To train the salience classifier we use gold standard coreference chains and the deterministic markable detector described above. Training data consists of positive examples that are members of chains (salient markables) and negative examples that are not in chains (non-salient markables). We train a logistic regression classifier that outputs probabilities, and we treat this probability as the salience. We then extract two features, one for the salience of the candidate anaphor and one for the maximum salience of any markable in the candidate chain.

Entity attribute features attempt to enforce compatibility between entity attributes in anaphors and antecedents. We run the cTAKES assertion module[24] on each markable to classify four binary attributes (negation, uncertain, generic, historical) of each markable and one multi-class attribute (subject). There is one feature for each attribute category, whose value is TRUE only if the value of the anaphor for that category matches the value of some member of the candidate antecedent chain. For example, if the anaphor is marked as Negated by cTAKES, the feature will only fire if some member of the candidate antecedent chain is also marked Negated.

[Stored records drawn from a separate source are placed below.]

//! 证书名称校验
//!
//! 让模型判断一个名称是否为真实存在的职业证书；响应无法解析时退回关键词规则。

use std::sync::Arc;

use serde::{Deserialize, Serialize};
use tracing::{info, warn};

use crate::clients::TextGenerator;
use crate::error::GenerationError;
use crate::services::prompts;
use crate::services::response_parser::strip_code_fences;

#[derive(Debug, Clone, Copy, PartialEq, Eq, Serialize, Deserialize)]
#[serde(rename_all = "lowercase")]
pub enum Confidence {
    High,
    Medium,
    Low,
}

#[derive(Debug, Clone, PartialEq, Eq, Serialize, Deserialize)]
#[serde(rename_all = "camelCase")]
pub struct CertificationValidation {
    pub is_valid: bool,
    #[serde(default)]
    pub corrected_name: String,
    #[serde(default)]
    pub description: String,
    #[serde(default)]
    pub suggestions: Vec<String>,
    pub confidence: Confidence,
}

impl CertificationValidation {
    fn recognized(corrected_name: &str, description: &str) -> Self {
        Self {
            is_valid: true,
            corrected_name: corrected_name.to_string(),
            description: description.to_string(),
            suggestions: Vec::new(),
            confidence: Confidence::Medium,
        }
    }
}

/// 关键词规则，仅在模型响应不可用时使用
pub fn fallback_validation(certification_name: &str) -> CertificationValidation {
    let name = certification_name.to_lowercase();

    if name.contains("aws") && (name.contains("architect") || name.contains("saa")) {
        return CertificationValidation::recognized(
            "AWS Certified Solutions Architect Associate",
            "Cloud architecture certification for AWS. Validates distributed system design skills for developers.",
        );
    }

    if name.contains("google") || name.contains("gcp") || name.contains("cloud architect") {
        return CertificationValidation::recognized(
            "Google Cloud Professional Cloud Architect",
            "Cloud architecture certification for Google Cloud Platform. Validates cloud solution design skills.",
        );
    }

    if name.contains("comptia") || name.contains("security+") || name.contains("sec+") {
        return CertificationValidation::recognized(
            "CompTIA Security+",
            "Entry-level cybersecurity certification covering security principles and practices.",
        );
    }

    CertificationValidation {
        is_valid: false,
        corrected_name: String::new(),
        description: String::new(),
        suggestions: vec![
            "AWS Certified Solutions Architect".to_string(),
            "CompTIA Security+".to_string(),
            "Google Cloud Professional Cloud Architect".to_string(),
        ],
        confidence: Confidence::Low,
    }
}

/// 证书名称校验服务
#[derive(Clone)]
pub struct CertificationValidator {
    backend: Arc<dyn TextGenerator>,
}

impl CertificationValidator {
    pub fn new(backend: Arc<dyn TextGenerator>) -> Self {
        Self { backend }
    }

    /// 校验证书名称
    ///
    /// 请求本身失败时返回错误；响应结构不对时使用关键词规则。
    pub async fn validate(&self, certification_name: &str) -> Result<CertificationValidation, GenerationError> {
        let prompt = prompts::certification_check_prompt(certification_name);
        let raw = self.backend.generate_text(None, &prompt).await?;

        let clean = strip_code_fences(&raw);
        match serde_json::from_str::<CertificationValidation>(&clean) {
            Ok(result) => {
                info!("✓ 证书校验完成: {} -> valid={}", certification_name, result.is_valid);
                Ok(result)
            }
            Err(e) => {
                warn!("证书校验响应无法解析 ({})，使用关键词规则", e);
                Ok(fallback_validation(certification_name))
            }
        }
    }
}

The first new semantic feature uses word embeddings to compute semantic similarity between the headwords of the candidate anaphor and the candidate chain. Word embeddings[25] are continuous vector representations of words that are typically created by training a neural network to predict neighboring contexts, usually other words. The resulting vector representation of a word can then be used for a variety of purposes, including predicting similarity between two words. This can be done by simply computing the cosine similarity between the vector representations of two words. We create 200-dimensional vectors for each word type, training on all 1.2 million notes in the MIMIC II dataset (for details on MIMIC II and other datasets see the Datasets section below) using word2vec.[25] We use cosine similarity as a feature, computing the maximum cosine distance between the vector for the anaphor headword and any antecedent chain mention headword. Another semantic feature uses the IsA relation from SnomedCT that is present in the UMLS Metathesaurus. This feature encodes whether the candidate anaphor is connected via IsA relations to any mention in the candidate antecedent chain and the direction of that relation.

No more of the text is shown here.